§ Task prompt
In the listing that follows, count every line holding the word "height" and give only the count.

§ Records provided

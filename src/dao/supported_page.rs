use regex::Regex;
use rusqlite::{params, Connection, Row};

use crate::error::Result;
use crate::events::{ChangeKind, ChangeNotifier, Table};
use crate::models::SupportedPage;
use crate::url_utils::{lookup_host, strip_host_prefix};

/// Access to the list of sites with a dedicated extractor.
pub struct SupportedPageDao<'a> {
    conn: &'a Connection,
    notifier: &'a ChangeNotifier,
}

impl<'a> SupportedPageDao<'a> {
    pub(crate) fn new(conn: &'a Connection, notifier: &'a ChangeNotifier) -> Self {
        Self { conn, notifier }
    }

    fn write(conn: &Connection, page: &SupportedPage) -> rusqlite::Result<usize> {
        conn.execute(
            "INSERT OR REPLACE INTO SupportedPage (id, name, pattern) VALUES (?1, ?2, ?3)",
            params![page.id, page.name, page.pattern],
        )
    }

    pub fn insert(&self, page: &SupportedPage) -> Result<()> {
        Self::write(self.conn, page)?;
        self.notifier
            .notify(Table::SupportedPage, ChangeKind::Inserted, 1);
        Ok(())
    }

    pub fn insert_all(&self, pages: &[SupportedPage]) -> Result<usize> {
        let tx = self.conn.unchecked_transaction()?;
        for page in pages {
            Self::write(&tx, page)?;
        }
        tx.commit()?;

        self.notifier
            .notify(Table::SupportedPage, ChangeKind::Inserted, pages.len());
        Ok(pages.len())
    }

    pub fn update(&self, page: &SupportedPage) -> Result<bool> {
        let changed = self.conn.execute(
            "UPDATE SupportedPage SET name = ?2, pattern = ?3 WHERE id = ?1",
            params![page.id, page.name, page.pattern],
        )?;
        self.notifier
            .notify(Table::SupportedPage, ChangeKind::Updated, changed);
        Ok(changed > 0)
    }

    pub fn delete(&self, page: &SupportedPage) -> Result<usize> {
        let removed = self
            .conn
            .execute("DELETE FROM SupportedPage WHERE id = ?1", params![page.id])?;
        self.notifier
            .notify(Table::SupportedPage, ChangeKind::Deleted, removed);
        Ok(removed)
    }

    pub fn delete_all(&self) -> Result<usize> {
        let removed = self.conn.execute("DELETE FROM SupportedPage", [])?;
        self.notifier
            .notify(Table::SupportedPage, ChangeKind::Cleared, removed);
        Ok(removed)
    }

    pub fn all(&self) -> Result<Vec<SupportedPage>> {
        let mut stmt = self
            .conn
            .prepare("SELECT id, name, pattern FROM SupportedPage ORDER BY rowid ASC")?;

        let rows = stmt.query_map([], row_to_supported_page)?;
        let mut result = Vec::new();
        for row in rows {
            result.push(row?);
        }
        Ok(result)
    }

    /// Entries whose pattern matches `url` or whose name is the URL's host.
    ///
    /// Names are compared without `www.` / `m.` prefixes. A pattern that
    /// fails to compile is skipped; the name comparison still applies.
    pub fn matching(&self, url: &str) -> Result<Vec<SupportedPage>> {
        let host = lookup_host(url);
        let mut result = Vec::new();

        for page in self.all()? {
            let name = page.name.trim().to_ascii_lowercase();
            let by_name = host.as_deref() == Some(strip_host_prefix(&name));

            let by_pattern = !page.pattern.is_empty()
                && match Regex::new(&page.pattern) {
                    Ok(re) => re.is_match(url),
                    Err(e) => {
                        log::warn!("supported page {} has invalid pattern: {}", page.id, e);
                        false
                    }
                };

            if by_name || by_pattern {
                result.push(page);
            }
        }
        Ok(result)
    }
}

fn row_to_supported_page(row: &Row) -> rusqlite::Result<SupportedPage> {
    Ok(SupportedPage {
        id: row.get(0)?,
        name: row.get(1)?,
        pattern: row.get(2)?,
    })
}

#[cfg(test)]
mod tests {
    use super::*;
    use crate::Db;

    #[test]
    fn insert_update_delete() {
        let db = Db::open_in_memory().unwrap();
        let mut page = SupportedPage::new("youtube", r"^https?://(www\.|m\.)?youtube\.com/watch");
        db.supported_pages().insert(&page).unwrap();

        page.name = "YouTube".into();
        assert!(db.supported_pages().update(&page).unwrap());
        assert_eq!(db.supported_pages().all().unwrap(), vec![page.clone()]);

        assert_eq!(db.supported_pages().delete(&page).unwrap(), 1);
        assert!(db.supported_pages().all().unwrap().is_empty());
    }

    #[test]
    fn insert_all_and_clear() {
        let db = Db::open_in_memory().unwrap();
        let pages = vec![
            SupportedPage::new("a", "a"),
            SupportedPage::new("b", "b"),
        ];
        assert_eq!(db.supported_pages().insert_all(&pages).unwrap(), 2);
        assert_eq!(db.supported_pages().all().unwrap(), pages);
        assert_eq!(db.supported_pages().delete_all().unwrap(), 2);
    }

    #[test]
    fn matching_by_pattern_and_host() {
        let db = Db::open_in_memory().unwrap();
        db.supported_pages()
            .insert_all(&[
                SupportedPage::new("youtube", r"^https?://(www\.|m\.)?youtube\.com/watch"),
                SupportedPage::new("vimeo.com", ""),
                SupportedPage::new("broken", "(unclosed"),
            ])
            .unwrap();

        let yt = db
            .supported_pages()
            .matching("https://m.youtube.com/watch?v=abc")
            .unwrap();
        assert_eq!(yt.len(), 1);
        assert_eq!(yt[0].name, "youtube");

        let vimeo = db
            .supported_pages()
            .matching("https://www.vimeo.com/123")
            .unwrap();
        assert_eq!(vimeo.len(), 1);
        assert_eq!(vimeo[0].name, "vimeo.com");

        assert!(db
            .supported_pages()
            .matching("https://example.com/")
            .unwrap()
            .is_empty());
    }

    #[test]
    fn name_matches_host_despite_pattern() {
        let db = Db::open_in_memory().unwrap();
        db.supported_pages()
            .insert_all(&[
                SupportedPage::new("vimeo.com", r"^https://player\.vimeo\.com/"),
                SupportedPage::new("www.dailymotion.com", "(unclosed"),
            ])
            .unwrap();

        let vimeo = db
            .supported_pages()
            .matching("https://vimeo.com/123")
            .unwrap();
        assert_eq!(vimeo.len(), 1);
        assert_eq!(vimeo[0].name, "vimeo.com");

        let player = db
            .supported_pages()
            .matching("https://player.vimeo.com/video/1")
            .unwrap();
        assert_eq!(player.len(), 1);

        let dm = db
            .supported_pages()
            .matching("https://m.dailymotion.com/video/x1")
            .unwrap();
        assert_eq!(dm.len(), 1);
        assert_eq!(dm[0].name, "www.dailymotion.com");
    }
}
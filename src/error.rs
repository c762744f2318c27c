//! Error taxonomy for the store.
//!
//! Storage and constraint failures always reach the caller. Composite-column
//! decode failures surface as [`CodecError`] from the codec functions, but the
//! DAO read paths downgrade them to an empty value plus a warning.

use rusqlite::ErrorCode;
use thiserror::Error;

/// Store-wide result alias.
pub type Result<T, E = StoreError> = std::result::Result<T, E>;

#[derive(Debug, Error)]
pub enum StoreError {
    /// The database file is locked, missing, full, read-only or corrupt.
    #[error("storage unavailable: {0}")]
    Unavailable(#[source] rusqlite::Error),

    /// A uniqueness, not-null or foreign-key constraint rejected the write.
    #[error("constraint violated: {0}")]
    Constraint(#[source] rusqlite::Error),

    #[error("db schema version {found} is newer than app supports {supported}")]
    SchemaTooNew { found: i64, supported: i64 },

    #[error("migration to schema version {version} failed: {source}")]
    Migration {
        version: i64,
        #[source]
        source: Box<StoreError>,
    },

    /// A composite column could not be encoded for writing.
    #[error(transparent)]
    Encode(#[from] CodecError),

    #[error("io: {0}")]
    Io(#[from] std::io::Error),

    #[error("sqlite: {0}")]
    Sqlite(#[source] rusqlite::Error),
}

impl StoreError {
    /// True for storage failures, including ones raised by a migration step.
    pub fn is_unavailable(&self) -> bool {
        match self {
            StoreError::Unavailable(_) => true,
            StoreError::Migration { source, .. } => source.is_unavailable(),
            _ => false,
        }
    }

    pub fn is_constraint(&self) -> bool {
        match self {
            StoreError::Constraint(_) => true,
            StoreError::Migration { source, .. } => source.is_constraint(),
            _ => false,
        }
    }
}

impl From<rusqlite::Error> for StoreError {
    fn from(err: rusqlite::Error) -> Self {
        match err.sqlite_error_code() {
            Some(ErrorCode::ConstraintViolation) => StoreError::Constraint(err),
            Some(
                ErrorCode::DatabaseBusy
                | ErrorCode::DatabaseLocked
                | ErrorCode::CannotOpen
                | ErrorCode::DiskFull
                | ErrorCode::PermissionDenied
                | ErrorCode::ReadOnly
                | ErrorCode::NotADatabase
                | ErrorCode::DatabaseCorrupt
                | ErrorCode::SystemIoFailure
                | ErrorCode::FileLockingProtocolFailed
                | ErrorCode::OutOfMemory,
            ) => StoreError::Unavailable(err),
            _ => StoreError::Sqlite(err),
        }
    }
}

/// Failure to turn a composite column back into (or out of) its list form.
#[derive(Debug, Error)]
pub enum CodecError {
    #[error("invalid json in column {column}: {source}")]
    Json {
        column: &'static str,
        #[source]
        source: serde_json::Error,
    },

    #[error("invalid legacy entry in column {column}: {reason}")]
    Legacy { column: &'static str, reason: String },
}

#[cfg(test)]
mod tests {
    use super::*;
    use rusqlite::Connection;

    #[test]
    fn unique_violation_maps_to_constraint() {
        let conn = Connection::open_in_memory().unwrap();
        conn.execute_batch("CREATE TABLE t (k TEXT PRIMARY KEY);")
            .unwrap();
        conn.execute("INSERT INTO t (k) VALUES ('a')", []).unwrap();
        let err: StoreError = conn
            .execute("INSERT INTO t (k) VALUES ('a')", [])
            .unwrap_err()
            .into();
        assert!(err.is_constraint());
    }

    #[test]
    fn unknown_table_maps_to_generic_sqlite() {
        let conn = Connection::open_in_memory().unwrap();
        let err: StoreError = conn
            .execute("DELETE FROM missing", [])
            .unwrap_err()
            .into();
        assert!(matches!(err, StoreError::Sqlite(_)));
        assert!(!err.is_unavailable());
    }

    #[test]
    fn migration_wrapper_keeps_classification() {
        let busy = rusqlite::Error::SqliteFailure(
            rusqlite::ffi::Error::new(rusqlite::ffi::SQLITE_BUSY),
            None,
        );
        let err = StoreError::Migration {
            version: 3,
            source: Box::new(busy.into()),
        };
        assert!(err.is_unavailable());
        assert!(!err.is_constraint());

        let conn = Connection::open_in_memory().unwrap();
        conn.execute_batch("CREATE TABLE t (k TEXT PRIMARY KEY); INSERT INTO t VALUES ('a');")
            .unwrap();
        let dup: StoreError = conn
            .execute("INSERT INTO t (k) VALUES ('a')", [])
            .unwrap_err()
            .into();
        let err = StoreError::Migration {
            version: 4,
            source: Box::new(dup),
        };
        assert!(err.is_constraint());
        assert!(!err.is_unavailable());
    }
}
//! Settings Manager
//!
//! Small persisted flags the store itself depends on (first-start seeding,
//! block-list population). Values are stored as JSON keyed by setting name.

use rusqlite::{params, Connection, OptionalExtension};
use serde::{de::DeserializeOwned, Serialize};

use crate::error::{CodecError, Result};

/// Settings keys used in the database.
pub mod keys {
    pub const IS_FIRST_START: &str = "is_first_start";
    pub const AD_HOSTS_POPULATED: &str = "ad_hosts_populated";
}

/// Settings manager for reading and writing settings to the database.
pub struct SettingsManager<'a> {
    conn: &'a Connection,
}

impl<'a> SettingsManager<'a> {
    pub fn new(conn: &'a Connection) -> Self {
        Self { conn }
    }

    /// Get a setting value by key.
    ///
    /// A stored value that no longer deserializes is reported as unset.
    pub fn get<T: DeserializeOwned>(&self, key: &str) -> Result<Option<T>> {
        let result: Option<String> = self
            .conn
            .query_row(
                "SELECT value_json FROM settings WHERE key = ?1",
                params![key],
                |row| row.get(0),
            )
            .optional()?;

        match result {
            Some(json) => match serde_json::from_str(&json) {
                Ok(value) => Ok(Some(value)),
                Err(e) => {
                    log::warn!("setting {} is unreadable, using default: {}", key, e);
                    Ok(None)
                }
            },
            None => Ok(None),
        }
    }

    /// Set a setting value by key.
    pub fn set<T: Serialize>(&self, key: &str, value: &T) -> Result<()> {
        let json = serde_json::to_string(value).map_err(|source| CodecError::Json {
            column: "value_json",
            source,
        })?;

        self.conn.execute(
            "INSERT INTO settings (key, value_json) VALUES (?1, ?2)
             ON CONFLICT(key) DO UPDATE SET value_json = excluded.value_json",
            params![key, json],
        )?;

        Ok(())
    }

    /// Delete a setting by key.
    pub fn delete(&self, key: &str) -> Result<()> {
        self.conn
            .execute("DELETE FROM settings WHERE key = ?1", params![key])?;
        Ok(())
    }

    /// True until default bookmarks have been seeded once.
    pub fn is_first_start(&self) -> Result<bool> {
        self.get::<bool>(keys::IS_FIRST_START)
            .map(|opt| opt.unwrap_or(true))
    }

    pub fn set_first_start(&self, first_start: bool) -> Result<()> {
        self.set(keys::IS_FIRST_START, &first_start)
    }

    /// Whether a full block list has been loaded into the `AdHost` table.
    pub fn ad_hosts_populated(&self) -> Result<bool> {
        self.get::<bool>(keys::AD_HOSTS_POPULATED)
            .map(|opt| opt.unwrap_or(false))
    }

    pub fn set_ad_hosts_populated(&self, populated: bool) -> Result<()> {
        self.set(keys::AD_HOSTS_POPULATED, &populated)
    }
}

#[cfg(test)]
mod tests {
    use super::*;
    use rusqlite::Connection;

    fn setup_test_db() -> Connection {
        let conn = Connection::open_in_memory().unwrap();
        conn.execute(
            "CREATE TABLE IF NOT EXISTS settings (
                key TEXT PRIMARY KEY,
                value_json TEXT NOT NULL
            )",
            [],
        )
        .unwrap();
        conn
    }

    #[test]
    fn test_defaults() {
        let conn = setup_test_db();
        let manager = SettingsManager::new(&conn);
        assert!(manager.is_first_start().unwrap());
        assert!(!manager.ad_hosts_populated().unwrap());
    }

    #[test]
    fn test_flags_roundtrip() {
        let conn = setup_test_db();
        let manager = SettingsManager::new(&conn);

        manager.set_first_start(false).unwrap();
        manager.set_ad_hosts_populated(true).unwrap();

        assert!(!manager.is_first_start().unwrap());
        assert!(manager.ad_hosts_populated().unwrap());
    }

    #[test]
    fn test_unreadable_value_falls_back() {
        let conn = setup_test_db();
        conn.execute(
            "INSERT INTO settings (key, value_json) VALUES (?1, 'not json')",
            params![keys::AD_HOSTS_POPULATED],
        )
        .unwrap();

        let manager = SettingsManager::new(&conn);
        assert!(!manager.ad_hosts_populated().unwrap());
    }

    #[test]
    fn test_delete_setting() {
        let conn = setup_test_db();
        let manager = SettingsManager::new(&conn);

        manager.set_first_start(false).unwrap();
        manager.delete(keys::IS_FIRST_START).unwrap();
        assert!(manager.is_first_start().unwrap());
    }
}
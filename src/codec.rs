//! Composite-column codecs
//!
//! Two list-valued fields are stored in a single TEXT column each:
//! - `VideoInfo.formats` as a JSON object `{"formats":[...]}`
//! - `VideoInfo.downloadUrls` as a JSON array of requests
//!
//! Earlier app versions wrote download URLs as JSON objects each terminated by
//! [`LEGACY_URL_SEPARATOR`], with the header map nested as a JSON string. The
//! decoder still reads that layout; the encoder only writes the array form.

use std::collections::BTreeMap;

use serde_json::Value;

use crate::error::CodecError;
use crate::models::{DownloadRequest, FormatList, VideoInfo};

pub const FORMATS_COLUMN: &str = "formats";
pub const DOWNLOAD_URLS_COLUMN: &str = "downloadUrls";
pub const VIDEO_INFO_COLUMN: &str = "videoInfo";

/// Terminator between entries in the legacy download-URL layout.
pub const LEGACY_URL_SEPARATOR: &str = ">^^^<";

fn json_err(column: &'static str) -> impl FnOnce(serde_json::Error) -> CodecError {
    move |source| CodecError::Json { column, source }
}

pub fn encode_formats(formats: &FormatList) -> Result<String, CodecError> {
    serde_json::to_string(formats).map_err(json_err(FORMATS_COLUMN))
}

pub fn decode_formats(raw: &str) -> Result<FormatList, CodecError> {
    if raw.trim().is_empty() {
        return Ok(FormatList::default());
    }
    serde_json::from_str(raw).map_err(json_err(FORMATS_COLUMN))
}

pub fn encode_download_urls(requests: &[DownloadRequest]) -> Result<String, CodecError> {
    serde_json::to_string(requests).map_err(json_err(DOWNLOAD_URLS_COLUMN))
}

pub fn decode_download_urls(raw: &str) -> Result<Vec<DownloadRequest>, CodecError> {
    let trimmed = raw.trim();
    if trimmed.is_empty() {
        return Ok(Vec::new());
    }
    if trimmed.starts_with('[') {
        return serde_json::from_str(trimmed).map_err(json_err(DOWNLOAD_URLS_COLUMN));
    }
    decode_legacy_download_urls(trimmed)
}

fn decode_legacy_download_urls(raw: &str) -> Result<Vec<DownloadRequest>, CodecError> {
    let mut out = Vec::new();

    for entry in raw.split(LEGACY_URL_SEPARATOR).filter(|e| !e.trim().is_empty()) {
        let value: Value = serde_json::from_str(entry).map_err(json_err(DOWNLOAD_URLS_COLUMN))?;
        let obj = value.as_object().ok_or_else(|| CodecError::Legacy {
            column: DOWNLOAD_URLS_COLUMN,
            reason: "entry is not an object".to_string(),
        })?;

        let url = obj
            .get("url")
            .and_then(Value::as_str)
            .ok_or_else(|| CodecError::Legacy {
                column: DOWNLOAD_URLS_COLUMN,
                reason: "entry has no url".to_string(),
            })?
            .to_string();

        let method = obj
            .get("method")
            .and_then(Value::as_str)
            .unwrap_or("GET")
            .to_string();

        // Old writers stringified a missing body as "null".
        let body = match obj.get("body").and_then(Value::as_str) {
            Some("null") | None => String::new(),
            Some(b) => b.to_string(),
        };

        let headers = match obj.get("headers") {
            Some(Value::String(nested)) if !nested.trim().is_empty() => {
                let parsed: Value =
                    serde_json::from_str(nested).map_err(json_err(DOWNLOAD_URLS_COLUMN))?;
                header_map(&parsed)
            }
            Some(v @ Value::Object(_)) => header_map(v),
            _ => BTreeMap::new(),
        };

        out.push(DownloadRequest {
            url,
            method,
            body,
            headers,
        });
    }

    Ok(out)
}

fn header_map(value: &Value) -> BTreeMap<String, String> {
    let mut headers = BTreeMap::new();
    if let Some(obj) = value.as_object() {
        for (name, v) in obj {
            let v = match v {
                Value::String(s) => s.clone(),
                other => other.to_string(),
            };
            headers.insert(name.clone(), v);
        }
    }
    headers
}

/// Encodes the `VideoInfo` snapshot embedded in a progress row.
pub fn encode_video_info(video: &VideoInfo) -> Result<String, CodecError> {
    serde_json::to_string(video).map_err(json_err(VIDEO_INFO_COLUMN))
}

pub fn decode_video_info(raw: &str) -> Result<VideoInfo, CodecError> {
    serde_json::from_str(raw).map_err(json_err(VIDEO_INFO_COLUMN))
}

#[cfg(test)]
mod tests {
    use super::*;
    use crate::models::VideoFormat;

    fn format(id: &str, height: i32) -> VideoFormat {
        VideoFormat {
            id: id.to_string(),
            height,
            ext: Some("mp4".into()),
            url: Some(format!("https://cdn.example.com/{id}.mp4")),
            ..VideoFormat::default()
        }
    }

    #[test]
    fn formats_roundtrip_keeps_order() {
        for list in [
            FormatList::default(),
            FormatList::new(vec![format("only", 720)]),
            FormatList::new(vec![format("c", 1080), format("a", 360), format("b", 720)]),
        ] {
            let encoded = encode_formats(&list).unwrap();
            assert_eq!(decode_formats(&encoded).unwrap(), list);
        }
    }

    #[test]
    fn formats_with_headers_roundtrip() {
        let mut headers = BTreeMap::new();
        headers.insert("Referer".to_string(), "https://example.com/".to_string());
        let list = FormatList::new(vec![VideoFormat {
            http_headers: Some(headers),
            ..format("h", 480)
        }]);
        let encoded = encode_formats(&list).unwrap();
        assert_eq!(decode_formats(&encoded).unwrap(), list);
    }

    #[test]
    fn download_urls_roundtrip_keeps_order() {
        let requests = vec![
            DownloadRequest::get("https://cdn.example.com/2.ts").with_header("Cookie", "a=b"),
            DownloadRequest::get("https://cdn.example.com/1.ts"),
            DownloadRequest {
                url: "https://api.example.com/stream".into(),
                method: "POST".into(),
                body: "{\"id\":1}>^^^<".into(),
                headers: BTreeMap::new(),
            },
        ];
        for list in [Vec::new(), requests[..1].to_vec(), requests] {
            let encoded = encode_download_urls(&list).unwrap();
            assert_eq!(decode_download_urls(&encoded).unwrap(), list);
        }
    }

    #[test]
    fn empty_column_decodes_to_empty_lists() {
        assert!(decode_download_urls("").unwrap().is_empty());
        assert!(decode_formats("  ").unwrap().is_empty());
    }

    #[test]
    fn decodes_legacy_separator_layout() {
        let raw = concat!(
            r#"{"url":"https://a.example.com/v.mp4","method":"GET","body":"null","headers":"{\"User-Agent\":\"ua\"}"}"#,
            ">^^^<",
            r#"{"url":"https://b.example.com/v.mp4","method":"GET","body":"","headers":"{}"}"#,
            ">^^^<",
        );
        let decoded = decode_download_urls(raw).unwrap();
        assert_eq!(decoded.len(), 2);
        assert_eq!(decoded[0].url, "https://a.example.com/v.mp4");
        assert_eq!(decoded[0].body, "");
        assert_eq!(decoded[0].headers.get("User-Agent").map(String::as_str), Some("ua"));
        assert_eq!(decoded[1].url, "https://b.example.com/v.mp4");
        assert!(decoded[1].headers.is_empty());
    }

    #[test]
    fn malformed_columns_are_errors() {
        assert!(matches!(
            decode_formats("{\"formats\": [oops"),
            Err(CodecError::Json { column: FORMATS_COLUMN, .. })
        ));
        assert!(decode_download_urls("[{\"method\":\"GET\"}]").is_err());
        assert!(matches!(
            decode_download_urls("{\"method\":\"GET\"}>^^^<"),
            Err(CodecError::Legacy { .. })
        ));
    }

    #[test]
    fn video_info_snapshot_roundtrip() {
        let mut video = VideoInfo::new("title", "originalUrl");
        video.download_urls = vec![DownloadRequest::get("https://cdn.example.com/v.mp4")];
        video.formats = FormatList::new(vec![format("f", 720)]);
        let encoded = encode_video_info(&video).unwrap();
        assert_eq!(decode_video_info(&encoded).unwrap(), video);
    }
}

§ Task output
2